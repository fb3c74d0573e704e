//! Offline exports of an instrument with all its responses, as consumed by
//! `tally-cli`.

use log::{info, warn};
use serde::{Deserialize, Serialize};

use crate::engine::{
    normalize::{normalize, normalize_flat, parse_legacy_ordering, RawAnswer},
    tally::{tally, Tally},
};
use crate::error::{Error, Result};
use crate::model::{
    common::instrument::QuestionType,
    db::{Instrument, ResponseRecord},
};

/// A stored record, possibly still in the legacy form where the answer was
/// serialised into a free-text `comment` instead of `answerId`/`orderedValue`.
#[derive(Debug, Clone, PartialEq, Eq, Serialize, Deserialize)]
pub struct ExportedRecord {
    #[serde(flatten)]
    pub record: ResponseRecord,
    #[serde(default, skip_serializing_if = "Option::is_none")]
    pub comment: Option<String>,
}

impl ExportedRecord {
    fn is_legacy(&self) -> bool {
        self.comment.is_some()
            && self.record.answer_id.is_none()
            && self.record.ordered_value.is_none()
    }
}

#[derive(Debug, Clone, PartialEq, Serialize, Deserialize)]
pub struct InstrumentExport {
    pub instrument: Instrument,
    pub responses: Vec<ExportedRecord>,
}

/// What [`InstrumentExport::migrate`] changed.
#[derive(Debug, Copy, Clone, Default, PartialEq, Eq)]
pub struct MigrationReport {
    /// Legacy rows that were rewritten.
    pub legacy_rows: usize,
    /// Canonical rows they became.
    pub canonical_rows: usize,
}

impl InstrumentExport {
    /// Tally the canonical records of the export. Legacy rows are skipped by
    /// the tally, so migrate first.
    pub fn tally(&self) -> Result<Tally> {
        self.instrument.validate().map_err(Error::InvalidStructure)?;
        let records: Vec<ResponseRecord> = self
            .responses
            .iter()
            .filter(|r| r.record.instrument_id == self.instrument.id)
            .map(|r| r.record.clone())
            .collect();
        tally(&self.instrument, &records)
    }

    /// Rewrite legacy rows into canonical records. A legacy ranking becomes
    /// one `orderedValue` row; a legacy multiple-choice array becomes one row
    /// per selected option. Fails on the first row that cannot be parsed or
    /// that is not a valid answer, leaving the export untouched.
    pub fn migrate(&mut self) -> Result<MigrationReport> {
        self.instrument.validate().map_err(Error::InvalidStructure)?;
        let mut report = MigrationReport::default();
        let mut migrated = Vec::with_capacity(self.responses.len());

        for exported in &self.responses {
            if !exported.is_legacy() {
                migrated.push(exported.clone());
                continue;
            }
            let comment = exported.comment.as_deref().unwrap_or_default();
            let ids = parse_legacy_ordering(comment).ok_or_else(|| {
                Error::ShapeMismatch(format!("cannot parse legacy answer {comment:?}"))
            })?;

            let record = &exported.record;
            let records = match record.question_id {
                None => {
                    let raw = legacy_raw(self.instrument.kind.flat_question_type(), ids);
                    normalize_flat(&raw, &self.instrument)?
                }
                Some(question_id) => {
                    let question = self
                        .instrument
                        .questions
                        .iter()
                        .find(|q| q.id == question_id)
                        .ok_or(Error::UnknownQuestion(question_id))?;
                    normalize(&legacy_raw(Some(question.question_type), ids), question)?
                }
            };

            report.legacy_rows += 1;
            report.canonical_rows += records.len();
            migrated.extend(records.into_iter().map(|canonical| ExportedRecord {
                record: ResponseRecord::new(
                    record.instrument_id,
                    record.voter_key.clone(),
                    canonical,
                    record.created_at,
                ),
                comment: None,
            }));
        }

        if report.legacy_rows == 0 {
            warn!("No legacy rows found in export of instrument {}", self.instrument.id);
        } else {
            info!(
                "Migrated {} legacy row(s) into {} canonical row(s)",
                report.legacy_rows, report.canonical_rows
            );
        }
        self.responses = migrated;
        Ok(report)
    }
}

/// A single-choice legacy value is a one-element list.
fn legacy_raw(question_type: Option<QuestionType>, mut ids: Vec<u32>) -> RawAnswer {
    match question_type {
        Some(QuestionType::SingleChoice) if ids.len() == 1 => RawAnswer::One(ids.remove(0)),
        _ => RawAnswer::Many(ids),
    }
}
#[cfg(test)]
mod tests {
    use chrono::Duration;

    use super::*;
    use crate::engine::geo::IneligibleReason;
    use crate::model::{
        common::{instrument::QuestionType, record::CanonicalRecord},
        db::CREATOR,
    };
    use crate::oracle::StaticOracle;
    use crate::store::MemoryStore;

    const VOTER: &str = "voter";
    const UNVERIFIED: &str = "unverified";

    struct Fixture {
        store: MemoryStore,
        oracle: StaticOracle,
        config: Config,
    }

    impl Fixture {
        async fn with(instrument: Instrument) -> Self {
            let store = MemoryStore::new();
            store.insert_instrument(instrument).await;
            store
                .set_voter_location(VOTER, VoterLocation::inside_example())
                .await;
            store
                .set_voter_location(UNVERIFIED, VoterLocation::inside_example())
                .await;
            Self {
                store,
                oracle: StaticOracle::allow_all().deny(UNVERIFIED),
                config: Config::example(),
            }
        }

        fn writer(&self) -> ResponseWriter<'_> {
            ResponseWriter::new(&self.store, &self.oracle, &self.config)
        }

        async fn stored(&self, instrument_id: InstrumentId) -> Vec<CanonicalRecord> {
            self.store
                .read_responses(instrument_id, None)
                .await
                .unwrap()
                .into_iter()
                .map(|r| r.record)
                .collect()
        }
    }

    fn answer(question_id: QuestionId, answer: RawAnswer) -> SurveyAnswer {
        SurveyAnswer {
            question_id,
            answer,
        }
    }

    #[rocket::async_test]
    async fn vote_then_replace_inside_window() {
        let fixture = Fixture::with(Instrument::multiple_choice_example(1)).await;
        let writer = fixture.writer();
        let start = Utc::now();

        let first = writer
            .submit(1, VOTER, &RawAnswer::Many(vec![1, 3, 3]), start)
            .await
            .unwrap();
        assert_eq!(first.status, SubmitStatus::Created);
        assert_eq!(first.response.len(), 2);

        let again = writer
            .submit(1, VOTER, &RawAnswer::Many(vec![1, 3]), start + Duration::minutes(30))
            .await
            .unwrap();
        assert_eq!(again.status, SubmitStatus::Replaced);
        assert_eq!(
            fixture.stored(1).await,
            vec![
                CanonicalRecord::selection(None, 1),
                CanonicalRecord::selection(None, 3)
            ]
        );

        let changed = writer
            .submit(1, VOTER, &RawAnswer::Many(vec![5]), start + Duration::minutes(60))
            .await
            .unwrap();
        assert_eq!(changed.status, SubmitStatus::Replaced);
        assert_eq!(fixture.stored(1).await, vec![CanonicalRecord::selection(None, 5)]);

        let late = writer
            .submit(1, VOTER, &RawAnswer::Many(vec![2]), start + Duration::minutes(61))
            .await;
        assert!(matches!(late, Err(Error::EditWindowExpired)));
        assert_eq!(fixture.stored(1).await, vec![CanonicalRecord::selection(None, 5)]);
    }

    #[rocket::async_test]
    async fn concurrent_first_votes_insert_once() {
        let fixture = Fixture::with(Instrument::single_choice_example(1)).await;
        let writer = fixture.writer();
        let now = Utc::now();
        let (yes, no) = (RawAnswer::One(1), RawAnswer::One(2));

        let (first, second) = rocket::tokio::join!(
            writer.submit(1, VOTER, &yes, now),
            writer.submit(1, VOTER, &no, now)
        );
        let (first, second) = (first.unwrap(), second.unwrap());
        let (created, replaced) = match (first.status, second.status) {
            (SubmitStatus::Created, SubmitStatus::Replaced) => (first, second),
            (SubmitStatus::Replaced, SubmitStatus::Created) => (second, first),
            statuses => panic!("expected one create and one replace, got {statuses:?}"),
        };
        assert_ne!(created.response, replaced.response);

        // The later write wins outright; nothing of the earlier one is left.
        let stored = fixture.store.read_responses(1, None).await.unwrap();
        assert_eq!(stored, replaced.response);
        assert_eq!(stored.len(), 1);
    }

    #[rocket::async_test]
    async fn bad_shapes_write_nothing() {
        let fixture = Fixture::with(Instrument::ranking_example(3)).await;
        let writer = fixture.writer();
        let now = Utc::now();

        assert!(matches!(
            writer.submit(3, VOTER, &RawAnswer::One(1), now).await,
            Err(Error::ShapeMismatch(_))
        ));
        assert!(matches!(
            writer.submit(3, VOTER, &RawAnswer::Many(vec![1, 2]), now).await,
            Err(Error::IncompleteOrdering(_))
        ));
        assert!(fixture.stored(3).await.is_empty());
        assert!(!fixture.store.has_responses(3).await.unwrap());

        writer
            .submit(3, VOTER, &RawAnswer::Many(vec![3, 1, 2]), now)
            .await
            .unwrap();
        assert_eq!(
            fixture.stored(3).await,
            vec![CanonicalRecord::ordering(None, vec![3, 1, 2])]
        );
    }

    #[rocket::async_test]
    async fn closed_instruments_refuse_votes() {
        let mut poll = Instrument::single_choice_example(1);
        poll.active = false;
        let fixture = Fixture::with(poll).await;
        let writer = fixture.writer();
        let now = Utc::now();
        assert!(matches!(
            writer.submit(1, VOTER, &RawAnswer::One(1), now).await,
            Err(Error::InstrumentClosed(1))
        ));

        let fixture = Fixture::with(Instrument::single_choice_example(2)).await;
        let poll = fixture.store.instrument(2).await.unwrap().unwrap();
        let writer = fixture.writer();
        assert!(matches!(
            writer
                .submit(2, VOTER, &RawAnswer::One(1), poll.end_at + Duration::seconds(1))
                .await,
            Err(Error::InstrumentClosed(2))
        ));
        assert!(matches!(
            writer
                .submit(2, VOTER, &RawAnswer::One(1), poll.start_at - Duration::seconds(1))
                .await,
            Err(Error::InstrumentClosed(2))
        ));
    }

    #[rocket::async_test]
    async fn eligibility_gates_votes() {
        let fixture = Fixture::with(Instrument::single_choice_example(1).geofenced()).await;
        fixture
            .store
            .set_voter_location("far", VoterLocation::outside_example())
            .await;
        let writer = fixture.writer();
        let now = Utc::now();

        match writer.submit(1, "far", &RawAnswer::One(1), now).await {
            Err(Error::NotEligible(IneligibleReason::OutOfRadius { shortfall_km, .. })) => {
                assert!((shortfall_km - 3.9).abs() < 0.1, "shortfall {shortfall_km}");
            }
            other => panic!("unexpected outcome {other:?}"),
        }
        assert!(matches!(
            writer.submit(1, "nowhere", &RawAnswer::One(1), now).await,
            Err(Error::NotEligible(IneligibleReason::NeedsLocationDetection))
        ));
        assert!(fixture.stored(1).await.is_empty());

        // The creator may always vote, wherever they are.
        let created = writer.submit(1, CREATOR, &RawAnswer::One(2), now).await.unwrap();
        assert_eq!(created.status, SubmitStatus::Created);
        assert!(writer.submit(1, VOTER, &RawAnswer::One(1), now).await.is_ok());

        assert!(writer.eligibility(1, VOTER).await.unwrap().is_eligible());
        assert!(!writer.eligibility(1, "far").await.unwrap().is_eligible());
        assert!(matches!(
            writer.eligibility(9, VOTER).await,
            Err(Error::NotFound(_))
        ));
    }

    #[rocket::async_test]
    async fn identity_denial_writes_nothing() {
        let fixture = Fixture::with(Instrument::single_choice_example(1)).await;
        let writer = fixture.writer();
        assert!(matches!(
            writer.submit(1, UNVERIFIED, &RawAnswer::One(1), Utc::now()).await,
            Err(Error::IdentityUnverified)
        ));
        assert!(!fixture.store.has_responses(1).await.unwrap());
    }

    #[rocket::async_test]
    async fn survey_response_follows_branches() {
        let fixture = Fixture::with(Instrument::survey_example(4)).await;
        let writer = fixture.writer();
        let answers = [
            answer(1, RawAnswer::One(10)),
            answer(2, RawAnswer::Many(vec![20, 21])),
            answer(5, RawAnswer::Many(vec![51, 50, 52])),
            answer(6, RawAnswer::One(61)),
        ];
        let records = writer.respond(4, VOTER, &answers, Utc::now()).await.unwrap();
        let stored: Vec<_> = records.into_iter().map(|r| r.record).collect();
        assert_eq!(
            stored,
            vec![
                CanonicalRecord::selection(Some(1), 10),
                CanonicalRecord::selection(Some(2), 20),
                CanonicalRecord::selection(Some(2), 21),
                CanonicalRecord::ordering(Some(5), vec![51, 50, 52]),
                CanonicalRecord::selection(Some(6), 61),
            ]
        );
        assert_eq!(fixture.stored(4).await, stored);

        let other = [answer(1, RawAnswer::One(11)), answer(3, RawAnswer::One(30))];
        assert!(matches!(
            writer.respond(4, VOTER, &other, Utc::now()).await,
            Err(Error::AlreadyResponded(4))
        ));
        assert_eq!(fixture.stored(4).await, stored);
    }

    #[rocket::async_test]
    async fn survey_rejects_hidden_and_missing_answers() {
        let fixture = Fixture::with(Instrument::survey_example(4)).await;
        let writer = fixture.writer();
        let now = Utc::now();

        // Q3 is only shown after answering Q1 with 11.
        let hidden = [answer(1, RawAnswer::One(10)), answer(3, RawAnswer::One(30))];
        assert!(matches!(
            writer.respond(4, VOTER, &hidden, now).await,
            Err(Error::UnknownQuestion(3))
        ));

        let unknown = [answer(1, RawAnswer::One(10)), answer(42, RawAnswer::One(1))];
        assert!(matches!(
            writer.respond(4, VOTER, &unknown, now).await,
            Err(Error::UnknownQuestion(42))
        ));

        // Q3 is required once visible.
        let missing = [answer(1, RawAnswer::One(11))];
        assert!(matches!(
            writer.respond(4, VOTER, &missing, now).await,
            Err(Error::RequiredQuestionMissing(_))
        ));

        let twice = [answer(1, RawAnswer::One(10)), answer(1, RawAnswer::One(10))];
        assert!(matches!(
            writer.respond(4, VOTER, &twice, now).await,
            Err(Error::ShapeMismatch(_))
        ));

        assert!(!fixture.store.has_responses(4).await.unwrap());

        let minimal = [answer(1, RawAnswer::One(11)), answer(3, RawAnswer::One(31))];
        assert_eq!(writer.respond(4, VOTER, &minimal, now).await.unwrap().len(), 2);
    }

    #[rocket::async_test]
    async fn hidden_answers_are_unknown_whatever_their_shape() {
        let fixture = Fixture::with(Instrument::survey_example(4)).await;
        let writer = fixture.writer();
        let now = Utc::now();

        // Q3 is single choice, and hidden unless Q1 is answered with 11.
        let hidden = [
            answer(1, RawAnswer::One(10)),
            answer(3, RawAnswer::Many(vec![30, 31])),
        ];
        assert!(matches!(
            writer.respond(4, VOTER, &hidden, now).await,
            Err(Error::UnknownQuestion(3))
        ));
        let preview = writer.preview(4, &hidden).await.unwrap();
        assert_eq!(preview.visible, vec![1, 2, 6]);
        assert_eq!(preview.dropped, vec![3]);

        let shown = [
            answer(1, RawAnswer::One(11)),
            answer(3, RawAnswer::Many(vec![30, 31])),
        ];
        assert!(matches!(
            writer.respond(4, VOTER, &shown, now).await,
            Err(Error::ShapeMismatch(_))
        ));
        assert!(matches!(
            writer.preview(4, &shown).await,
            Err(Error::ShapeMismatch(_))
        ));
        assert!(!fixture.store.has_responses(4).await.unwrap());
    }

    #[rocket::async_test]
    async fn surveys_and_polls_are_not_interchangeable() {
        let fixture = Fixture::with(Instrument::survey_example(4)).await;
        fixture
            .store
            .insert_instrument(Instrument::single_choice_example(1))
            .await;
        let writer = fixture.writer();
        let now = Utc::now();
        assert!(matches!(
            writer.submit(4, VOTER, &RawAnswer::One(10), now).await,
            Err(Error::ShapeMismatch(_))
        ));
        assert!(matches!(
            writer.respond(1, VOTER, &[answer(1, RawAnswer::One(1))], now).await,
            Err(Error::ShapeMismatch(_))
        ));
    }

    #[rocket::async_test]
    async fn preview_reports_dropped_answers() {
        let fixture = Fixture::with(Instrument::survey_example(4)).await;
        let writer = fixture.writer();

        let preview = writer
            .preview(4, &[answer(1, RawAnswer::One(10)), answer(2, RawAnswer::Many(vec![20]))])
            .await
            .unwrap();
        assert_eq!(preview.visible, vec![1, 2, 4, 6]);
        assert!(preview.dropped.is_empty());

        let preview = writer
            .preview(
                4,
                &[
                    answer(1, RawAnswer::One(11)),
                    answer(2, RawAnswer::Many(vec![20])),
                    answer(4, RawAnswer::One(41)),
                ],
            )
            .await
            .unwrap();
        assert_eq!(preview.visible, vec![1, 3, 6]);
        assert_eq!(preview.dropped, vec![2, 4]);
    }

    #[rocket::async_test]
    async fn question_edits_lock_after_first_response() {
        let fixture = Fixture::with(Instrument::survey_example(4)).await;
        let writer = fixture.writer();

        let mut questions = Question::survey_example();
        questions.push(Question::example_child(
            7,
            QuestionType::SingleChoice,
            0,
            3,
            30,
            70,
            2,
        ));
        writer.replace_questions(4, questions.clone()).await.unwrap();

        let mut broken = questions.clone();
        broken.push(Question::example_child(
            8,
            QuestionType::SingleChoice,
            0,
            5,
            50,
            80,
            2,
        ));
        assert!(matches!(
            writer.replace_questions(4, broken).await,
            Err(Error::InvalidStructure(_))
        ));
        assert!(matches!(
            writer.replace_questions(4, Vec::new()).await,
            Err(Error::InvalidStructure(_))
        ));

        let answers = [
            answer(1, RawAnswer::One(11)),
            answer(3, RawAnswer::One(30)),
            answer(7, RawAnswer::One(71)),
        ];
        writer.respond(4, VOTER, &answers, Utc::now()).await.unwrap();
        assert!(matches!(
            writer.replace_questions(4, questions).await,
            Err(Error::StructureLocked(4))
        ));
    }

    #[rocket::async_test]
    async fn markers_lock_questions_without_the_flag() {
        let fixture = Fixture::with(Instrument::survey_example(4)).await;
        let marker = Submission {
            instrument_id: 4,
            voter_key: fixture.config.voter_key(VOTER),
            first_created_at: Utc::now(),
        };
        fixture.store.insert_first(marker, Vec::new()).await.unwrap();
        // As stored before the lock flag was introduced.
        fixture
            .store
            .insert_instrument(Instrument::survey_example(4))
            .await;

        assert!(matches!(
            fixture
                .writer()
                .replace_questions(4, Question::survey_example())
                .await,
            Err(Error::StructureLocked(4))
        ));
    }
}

• **THE PROBLEM**
Lines holding "oracle" in the data above: copy each of them.

• **RESULT FOR THIS EXERCISE**
    use crate::oracle::StaticOracle;
        oracle: StaticOracle,
                oracle: StaticOracle::allow_all().deny(UNVERIFIED),
            ResponseWriter::new(&self.store, &self.oracle, &self.config)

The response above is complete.